Clara Lages
Existem muitos tipos de amor, muitos tipos de “eu te amo”. tem o amor que sentimentos pelos nossos pais, o imensurável que sentimos pelos nossos irmãos, o amor de amigos que vão surgindo ao longo da vida, mas o meu amor preferido sempre foi o amor romântico.
Desde sempre fui viciada em livros de romance, o jeito que os protagonistas se conquistam, em como as coisas parece leves e fluidas, a ideia de alguém me amar tanto ao ponto de fazer juras de amor e planos, sempre me pareceu muito distante, e muito além disso, me assustava.
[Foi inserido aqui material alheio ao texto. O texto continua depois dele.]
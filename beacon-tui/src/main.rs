//! beacon-tui: Terminal dashboard for a beacon relay
//!
//! Shows the latest state of every device as pushed over the relay's
//! live channel:
//! - Device list with online markers
//! - Detail pane for the highlighted device
//! - j/k navigation, q to quit

mod app;
mod input;
mod live;
mod ui;

use std::io;
use std::time::Duration;

use crossterm::{
    event::{self, Event, KeyEventKind},
    execute,
    terminal::{disable_raw_mode, enable_raw_mode, EnterAlternateScreen, LeaveAlternateScreen},
};
use ratatui::{backend::CrosstermBackend, Terminal};
use tokio::sync::mpsc;
use tracing_subscriber::{layer::SubscriberExt, util::SubscriberInitExt, EnvFilter};

use crate::app::{App, AppResult};
use crate::input::handle_key;

#[tokio::main]
async fn main() -> anyhow::Result<()> {
    // Initialize tracing to file (not stdout, would interfere with TUI)
    let log_dir = dirs::cache_dir()
        .map(|d| d.join("beacon"))
        .unwrap_or_else(|| std::env::temp_dir().join("beacon"));
    std::fs::create_dir_all(&log_dir)?;

    let file_appender = tracing_appender::rolling::never(&log_dir, "tui.log");

    tracing_subscriber::registry()
        .with(EnvFilter::try_from_default_env().unwrap_or_else(|_| "beacon_tui=debug".into()))
        .with(tracing_subscriber::fmt::layer().with_writer(file_appender))
        .init();

    // Load config
    let config = beacon_core::Config::load().unwrap_or_else(|e| {
        tracing::warn!("Failed to load config: {}, using defaults", e);
        beacon_core::Config::default()
    });

    // Start live channel
    let (event_tx, event_rx) = mpsc::unbounded_channel();
    let live_handle = tokio::spawn(live::run(config.client.clone(), event_tx));

    let mut app = App::new(config, event_rx);

    // Setup terminal
    enable_raw_mode()?;
    let mut stdout = io::stdout();
    execute!(stdout, EnterAlternateScreen)?;
    let backend = CrosstermBackend::new(stdout);
    let mut terminal = Terminal::new(backend)?;

    // Run main loop
    let result = run_app(&mut terminal, &mut app);

    // Restore terminal
    disable_raw_mode()?;
    execute!(terminal.backend_mut(), LeaveAlternateScreen)?;
    terminal.show_cursor()?;

    live_handle.abort();

    if let Err(e) = result {
        eprintln!("Error: {}", e);
        return Err(e);
    }

    Ok(())
}

/// Main application loop
fn run_app(terminal: &mut Terminal<CrosstermBackend<io::Stdout>>, app: &mut App) -> anyhow::Result<()> {
    loop {
        // Pick up snapshots from the live channel
        app.tick();

        terminal.draw(|f| ui::draw(f, app))?;

        // Poll for events with timeout (allows the live task to progress)
        if event::poll(Duration::from_millis(100))? {
            if let Event::Key(key) = event::read()? {
                if key.kind == KeyEventKind::Press && matches!(handle_key(app, key), AppResult::Quit) {
                    return Ok(());
                }
            }
        }
    }
}
//! Terminal UI rendering with ratatui

use ratatui::{
    layout::{Constraint, Direction, Layout, Rect},
    style::{Color, Modifier, Style},
    text::{Line, Span},
    widgets::{Block, Borders, List, ListItem, Paragraph},
    Frame,
};
use serde_json::Value;

use beacon_core::protocol::TIMESTAMP_FORMAT;
use beacon_core::DeviceRecord;

use crate::app::{App, ConnectionState};

/// Fields shown in their own rows of the detail pane
const KNOWN_FIELDS: [&str; 5] = ["time", "lat", "lng", "isOnline", "bootTime"];

/// Main draw function
pub fn draw(f: &mut Frame, app: &App) {
    let chunks = Layout::default()
        .direction(Direction::Vertical)
        .constraints([
            Constraint::Length(1), // Title bar
            Constraint::Min(1),    // Devices
            Constraint::Length(1), // Status bar
        ])
        .split(f.area());

    let body = Layout::default()
        .direction(Direction::Horizontal)
        .constraints([Constraint::Percentage(35), Constraint::Percentage(65)])
        .split(chunks[1]);

    draw_title_bar(f, app, chunks[0]);
    draw_device_list(f, app, body[0]);
    draw_device_detail(f, app, body[1]);
    draw_status_bar(f, app, chunks[2]);
}

/// Draw the title bar with relay URL and connection state
fn draw_title_bar(f: &mut Frame, app: &App, area: Rect) {
    let title = format!(" beacon  {} ", app.config.client.server_url);
    let (indicator, color) = match app.connection {
        ConnectionState::Connecting => (" [Connecting]", Color::Yellow),
        ConnectionState::Live => (" [Live]", Color::Green),
        ConnectionState::Disconnected(_) => (" [Disconnected]", Color::Red),
    };

    let title_bar = Paragraph::new(Line::from(vec![
        Span::styled(title, Style::default().fg(Color::White).add_modifier(Modifier::BOLD)),
        Span::styled(indicator, Style::default().fg(color)),
    ]))
    .style(Style::default().bg(Color::DarkGray));

    f.render_widget(title_bar, area);
}

/// Draw the device list
fn draw_device_list(f: &mut Frame, app: &App, area: Rect) {
    let items: Vec<ListItem> = app
        .devices
        .iter()
        .enumerate()
        .map(|(i, device)| {
            let online = matches!(device.field("isOnline"), Some(Value::Bool(true)));
            let marker = Span::styled(
                if online { "● " } else { "○ " },
                Style::default().fg(if online { Color::Green } else { Color::Red }),
            );

            let style = if i == app.cursor {
                Style::default()
                    .bg(Color::Blue)
                    .fg(Color::White)
                    .add_modifier(Modifier::BOLD)
            } else {
                Style::default()
            };

            ListItem::new(Line::from(vec![marker, Span::styled(device.device_id.clone(), style)]))
        })
        .collect();

    let list = List::new(items).block(
        Block::default()
            .borders(Borders::RIGHT)
            .title(format!(" Devices ({}) ", app.devices.len())),
    );

    f.render_widget(list, area);
}

/// Draw the selected device's fields
fn draw_device_detail(f: &mut Frame, app: &App, area: Rect) {
    let lines = match app.selected() {
        Some(device) => detail_lines(device),
        None => vec![Line::from(Span::styled(
            "No devices have reported yet",
            Style::default().fg(Color::DarkGray),
        ))],
    };

    let detail = Paragraph::new(lines).block(Block::default().title(" Detail "));
    f.render_widget(detail, area);
}

fn detail_lines(device: &DeviceRecord) -> Vec<Line<'static>> {
    let mut rows = vec![
        ("Device".to_string(), device.device_id.clone()),
        ("Time".to_string(), format_epoch(device.field("time"))),
        ("Latitude".to_string(), format_value(device.field("lat"))),
        ("Longitude".to_string(), format_value(device.field("lng"))),
        ("Online".to_string(), format_value(device.field("isOnline"))),
        ("Boot time".to_string(), format_epoch(device.field("bootTime"))),
        ("Last update".to_string(), device.last_update.clone()),
    ];

    // Anything else the device reported
    rows.extend(
        device
            .fields
            .iter()
            .filter(|(key, _)| !KNOWN_FIELDS.contains(&key.as_str()))
            .map(|(key, value)| (key.clone(), format_value(Some(value)))),
    );

    let label_style = Style::default().fg(Color::DarkGray);
    rows.into_iter()
        .map(|(label, value)| {
            Line::from(vec![
                Span::styled(format!("{:<12}", label), label_style),
                Span::raw(value),
            ])
        })
        .collect()
}

/// Draw the status bar
fn draw_status_bar(f: &mut Frame, app: &App, area: Rect) {
    let (text, style) = match app.connection {
        ConnectionState::Disconnected(ref reason) => {
            (format!("Disconnected: {}", reason), Style::default().fg(Color::Red))
        }
        _ => (
            format!("j↓ k↑ g:top G:bottom │ q:quit │ {} snapshot(s)", app.snapshots),
            Style::default().fg(Color::DarkGray),
        ),
    };

    f.render_widget(Paragraph::new(text).style(style), area);
}

/// Render a reported value for display
fn format_value(value: Option<&Value>) -> String {
    match value {
        None | Some(Value::Null) => "-".to_string(),
        Some(Value::String(s)) => s.clone(),
        Some(other) => other.to_string(),
    }
}

/// Render Unix seconds as local time; other values as-is
fn format_epoch(value: Option<&Value>) -> String {
    let secs = match value.and_then(Value::as_i64) {
        Some(secs) => secs,
        None => return format_value(value),
    };

    chrono::DateTime::from_timestamp(secs, 0)
        .map(|dt| dt.with_timezone(&chrono::Local).format(TIMESTAMP_FORMAT).to_string())
        .unwrap_or_else(|| secs.to_string())
}

#[cfg(test)]
mod tests {
    use super::*;
    use serde_json::json;

    #[test]
    fn test_format_value() {
        assert_eq!(format_value(None), "-");
        assert_eq!(format_value(Some(&Value::Null)), "-");
        assert_eq!(format_value(Some(&json!("2024-01-01"))), "2024-01-01");
        assert_eq!(format_value(Some(&json!(31.5))), "31.5");
        assert_eq!(format_value(Some(&json!(true))), "true");
    }

    #[test]
    fn test_format_epoch() {
        let formatted = format_epoch(Some(&json!(1706000000)));
        assert!(chrono::NaiveDateTime::parse_from_str(&formatted, TIMESTAMP_FORMAT).is_ok());

        assert_eq!(format_epoch(Some(&json!("2024-01-01 10:00:00"))), "2024-01-01 10:00:00");
        assert_eq!(format_epoch(None), "-");
    }

    #[test]
    fn test_detail_lists_extra_fields() {
        let Value::Object(data) = json!({"deviceId": "A1", "lat": 1.0, "battery": 80}) else {
            unreachable!()
        };
        let device = DeviceRecord::from_report(data, "t".to_string()).unwrap();

        let lines = detail_lines(&device);
        // Seven fixed rows plus one extra field
        assert_eq!(lines.len(), 8);
    }
}
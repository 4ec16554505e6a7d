//! Configuration management for beacon
//!
//! Config files are stored in platform-appropriate locations:
//! - Linux: ~/.config/beacon/
//! - macOS: ~/Library/Application Support/beacon/
//! - Windows: %APPDATA%\beacon\

use serde::{Deserialize, Serialize};
use std::path::PathBuf;
use thiserror::Error;

#[derive(Debug, Error)]
pub enum ConfigError {
    #[error("Failed to read config: {0}")]
    ReadError(#[from] std::io::Error),

    #[error("Failed to parse config: {0}")]
    ParseError(#[from] toml::de::Error),

    #[error("Failed to serialize config: {0}")]
    SerializeError(#[from] toml::ser::Error),

    #[error("Config directory not found")]
    NoDirFound,
}

/// Main configuration structure
#[derive(Debug, Clone, Default, Serialize, Deserialize)]
pub struct Config {
    /// Relay configuration (for beacon-server)
    #[serde(default)]
    pub server: ServerConfig,

    /// Dashboard client configuration (for beacon-tui)
    #[serde(default)]
    pub client: ClientConfig,

    /// Device agent configuration (for beacon-reporter)
    #[serde(default)]
    pub reporter: ReporterConfig,
}

/// Server-side configuration
#[derive(Debug, Clone, Serialize, Deserialize)]
pub struct ServerConfig {
    /// HTTP listen address
    #[serde(default = "default_listen_addr")]
    pub listen_addr: String,

    /// HTTP port
    #[serde(default = "default_port")]
    pub port: u16,

    /// Dashboard username
    #[serde(default = "default_username")]
    pub username: String,

    /// Dashboard password
    #[serde(default = "default_password")]
    pub password: String,

    /// Device state snapshot, loaded at startup and written at shutdown
    #[serde(default = "default_state_file")]
    pub state_file: PathBuf,
}

/// Dashboard client configuration
#[derive(Debug, Clone, Serialize, Deserialize)]
pub struct ClientConfig {
    /// Relay base URL
    #[serde(default = "default_server_url")]
    pub server_url: String,

    #[serde(default = "default_username")]
    pub username: String,

    #[serde(default = "default_password")]
    pub password: String,
}

/// Device agent configuration
#[derive(Debug, Clone, Serialize, Deserialize)]
pub struct ReporterConfig {
    /// Whether the agent reports at all
    #[serde(default = "default_true")]
    pub enabled: bool,

    /// Reported device id (host name when unset)
    pub device_id: Option<String>,

    /// Seconds between reports
    #[serde(default = "default_report_interval")]
    pub interval_secs: u64,

    /// Fixed position for devices without a location source
    pub latitude: Option<f64>,
    pub longitude: Option<f64>,
}

// Default value functions
fn default_listen_addr() -> String {
    "0.0.0.0".to_string()
}
fn default_port() -> u16 {
    crate::DEFAULT_PORT
}
fn default_username() -> String {
    "admin".to_string()
}
fn default_password() -> String {
    "admin".to_string()
}
fn default_state_file() -> PathBuf {
    dirs::data_dir()
        .map(|d| d.join("beacon"))
        .unwrap_or_else(|| PathBuf::from("."))
        .join("devices.json")
}
fn default_server_url() -> String {
    format!("http://127.0.0.1:{}", crate::DEFAULT_PORT)
}
fn default_true() -> bool {
    true
}
fn default_report_interval() -> u64 {
    60
}

impl Default for ServerConfig {
    fn default() -> Self {
        Self {
            listen_addr: default_listen_addr(),
            port: default_port(),
            username: default_username(),
            password: default_password(),
            state_file: default_state_file(),
        }
    }
}

impl Default for ClientConfig {
    fn default() -> Self {
        Self {
            server_url: default_server_url(),
            username: default_username(),
            password: default_password(),
        }
    }
}

impl Default for ReporterConfig {
    fn default() -> Self {
        Self {
            enabled: true,
            device_id: None,
            interval_secs: default_report_interval(),
            latitude: None,
            longitude: None,
        }
    }
}

impl Config {
    /// Get config directory path
    pub fn config_dir() -> Result<PathBuf, ConfigError> {
        dirs::config_dir()
            .map(|p| p.join("beacon"))
            .ok_or(ConfigError::NoDirFound)
    }

    /// Get config file path
    pub fn config_path() -> Result<PathBuf, ConfigError> {
        Ok(Self::config_dir()?.join("config.toml"))
    }

    /// Load config from default location
    pub fn load() -> Result<Self, ConfigError> {
        let path = Self::config_path()?;

        if !path.exists() {
            return Ok(Self::default());
        }

        Self::load_from(&path)
    }

    /// Load config from specific path
    pub fn load_from(path: &std::path::Path) -> Result<Self, ConfigError> {
        let content = std::fs::read_to_string(path)?;
        let config: Config = toml::from_str(&content)?;
        Ok(config)
    }

    /// Save config to default location
    pub fn save(&self) -> Result<(), ConfigError> {
        self.save_to(&Self::config_path()?)
    }

    /// Save config to specific path
    pub fn save_to(&self, path: &std::path::Path) -> Result<(), ConfigError> {
        if let Some(parent) = path.parent() {
            std::fs::create_dir_all(parent)?;
        }

        let content = toml::to_string_pretty(self)?;
        std::fs::write(path, content)?;
        Ok(())
    }
}
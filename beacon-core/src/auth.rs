//! Shared-token authentication for beacon
//!
//! There is exactly one credential pair and therefore exactly one valid
//! session token:
//! - The token is a SHA-256 digest over `username ++ password`, hex encoded
//! - It is computed once at startup and never rotated
//! - Every authenticated browser carries the same value in its cookie

use sha2::{Digest, Sha256};
use thiserror::Error;

#[derive(Debug, Error)]
pub enum AuthError {
    #[error("Invalid credentials")]
    InvalidCredentials,
}

/// Derive the session token for a credential pair
pub fn compute_token(username: &str, password: &str) -> String {
    let mut hasher = Sha256::new();
    hasher.update(username.as_bytes());
    hasher.update(password.as_bytes());
    hex::encode(hasher.finalize())
}

/// Token authenticator bound to the fixed credential pair
pub struct TokenAuth {
    username: String,
    password: String,
    token: String,
}

impl TokenAuth {
    pub fn new(username: &str, password: &str) -> Self {
        Self {
            username: username.to_string(),
            password: password.to_string(),
            token: compute_token(username, password),
        }
    }

    /// The single valid session token
    pub fn token(&self) -> &str {
        &self.token
    }

    /// Check a presented session token
    pub fn verify(&self, presented: &str) -> bool {
        digest_eq(presented.as_bytes(), self.token.as_bytes())
    }

    /// Check a username/password pair against the fixed credential
    ///
    /// Inputs are compared as SHA-256 digests, so timing depends on
    /// neither the content nor the length of the stored pair.
    pub fn challenge(&self, username: &str, password: &str) -> Result<(), AuthError> {
        // Both comparisons always run
        let user_ok = digest_eq(username.as_bytes(), self.username.as_bytes());
        let pass_ok = digest_eq(password.as_bytes(), self.password.as_bytes());

        if user_ok & pass_ok {
            Ok(())
        } else {
            Err(AuthError::InvalidCredentials)
        }
    }
}

/// Constant-time equality over fixed-length digests of both inputs
fn digest_eq(a: &[u8], b: &[u8]) -> bool {
    constant_time_eq(&Sha256::digest(a), &Sha256::digest(b))
}

fn constant_time_eq(a: &[u8], b: &[u8]) -> bool {
    if a.len() != b.len() {
        return false;
    }
    let mut v: u8 = 0;
    for (x, y) in a.iter().zip(b.iter()) {
        v |= x ^ y;
    }
    v == 0
}

/// Find a cookie by name in a `Cookie` or `Set-Cookie` header value
pub fn cookie_value<'a>(header: &'a str, name: &str) -> Option<&'a str> {
    header
        .split(';')
        .filter_map(|pair| pair.trim().split_once('='))
        .find(|(key, _)| *key == name)
        .map(|(_, value)| value.trim())
}
//! Snapshot fan-out to live channels
//!
//! Delivery is best-effort: every push result is inspected and then
//! dropped. A failed push never aborts the fan-out, never deregisters the
//! channel and never reaches the request that triggered the broadcast.

use beacon_core::DeviceRecord;

use crate::registry::{ConnectionRegistry, LiveChannel, PushError};

/// Outcome of one fan-out
#[derive(Debug, Default, Clone, Copy, PartialEq, Eq)]
pub struct BroadcastReport {
    pub delivered: usize,
    pub failed: usize,
}

/// Encode a snapshot as the live-channel text frame
pub fn encode_snapshot(records: &[DeviceRecord]) -> Result<String, serde_json::Error> {
    serde_json::to_string(records)
}

/// Push an encoded snapshot to a single channel
pub fn push_snapshot(channel: &LiveChannel, snapshot: &str) -> Result<(), PushError> {
    channel.push(snapshot.to_string())
}

/// Push an encoded snapshot to every registered channel
pub fn broadcast(registry: &ConnectionRegistry, snapshot: &str) -> BroadcastReport {
    let mut report = BroadcastReport::default();

    for channel in registry.iter() {
        match push_snapshot(channel, snapshot) {
            Ok(()) => report.delivered += 1,
            Err(e) => {
                tracing::debug!("Dropped snapshot: {}", e);
                report.failed += 1;
            }
        }
    }

    report
}
//! beacon-server: device telemetry relay
//!
//! Devices POST status updates to `/update`; browsers authenticate on `/`
//! and receive every change as a full snapshot over `/ws`.

pub mod broadcast;
pub mod gateway;
pub mod handlers;
pub mod registry;
pub mod state;

use axum::{
    routing::{get, post},
    Router,
};
use tower_http::{cors::CorsLayer, trace::TraceLayer};

pub use state::{AppState, SharedState};

/// Build the relay router
pub fn router(state: SharedState) -> Router {
    Router::new()
        .route("/", get(handlers::dashboard_handler))
        .route("/update", post(handlers::update_handler))
        .route("/ws", get(handlers::ws_handler))
        .layer(CorsLayer::permissive())
        .layer(TraceLayer::new_for_http())
        .with_state(state)
}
Meu primeiro beijo foi aos 13 anos. Até meus 15 tive algumas paixonites mas nada muito intenso. Dos 15 aos 17, senti o amor da adolescência, aquele amor que dói, que quando acaba a gente pensa que não vai sobreviver, o amor tão intenso que chega a ser tóxico, esse mesmo amor que me adoeceu.
Depois do fim dele, me vi com uma lista de exigências pro próximo amor que viria, queria alguém romântico, que gostasse das mesmas coisas que eu, que se importasse com detalhes tanto quanto eu, queria alguém que me amasse ao ponto de abrir mão de suas crenças por mim.
Assim, passei três anos solteira e cada ano que passava, cada cara novo que chegava e cada decepção que eu tinha, essa lista de exigências foi aumentando e eu nunca abria mão dela. Eu nunca pedi mais do que eu poderia oferecer. Nesses três anos, vivi muitas coisas, entendi a importância das amizades e que o amor tá muito além de um romance, conheci pessoas incríveis, outras nem tanto, realizei sonhos, conheci lugares, fiz viagens incríveis.
Mas foi quando eu menos esperava ele apareceu, o amor que faz tudo ficar colorido, o amor que faz qualquer outra pessoa ficar sem graça, qualquer outro beijo amargo, qualquer outro abraço áspero, eu não queria namorar, não estava procurando esse amor, mas de uma maneira muito prática e objetiva me ensinou que o amor a gente não procura, ele encontra a gente quando menos esperamos.
Foi em um domingo a tarde que sai com mais um cara afim de me divertir, só queria beijar e ir para casa, nada muito além. Mas na terça eu quis de novo e na quarta também, na quinta que a gente não se viu me senti com as expectativas frustradas, mas foi na sexta após uma ida no cinema e uma conversa no carro o mundo brilhou de uma forma diferente, ninguém era mais tão interessante, ninguém tinha o sorriso tão bonito quanto o dele, ninguém jamais iria cumprir minha lista de exigências com tanta eficácia como ele. Logo eu, que me considerava uma pessoa difícil de ser amada, encontrei alguém que me mostrou que na verdade é muito fácil.
Em menos de duas semanas, me conectei com o amor da minha vida, escutei um eu te amo inesperado e simples, mas com um significado imenso. Em 1 mês já estávamos praticamente namorando.
E assim eu percebi minha lista de exigências sendo cumprida e até superada, o amor me encantou, a amante de livros de romance agora vivi um, agora tenho certeza que é fácil ser amada e amar, não tenho mais dúvidas que o amor pode ser leve.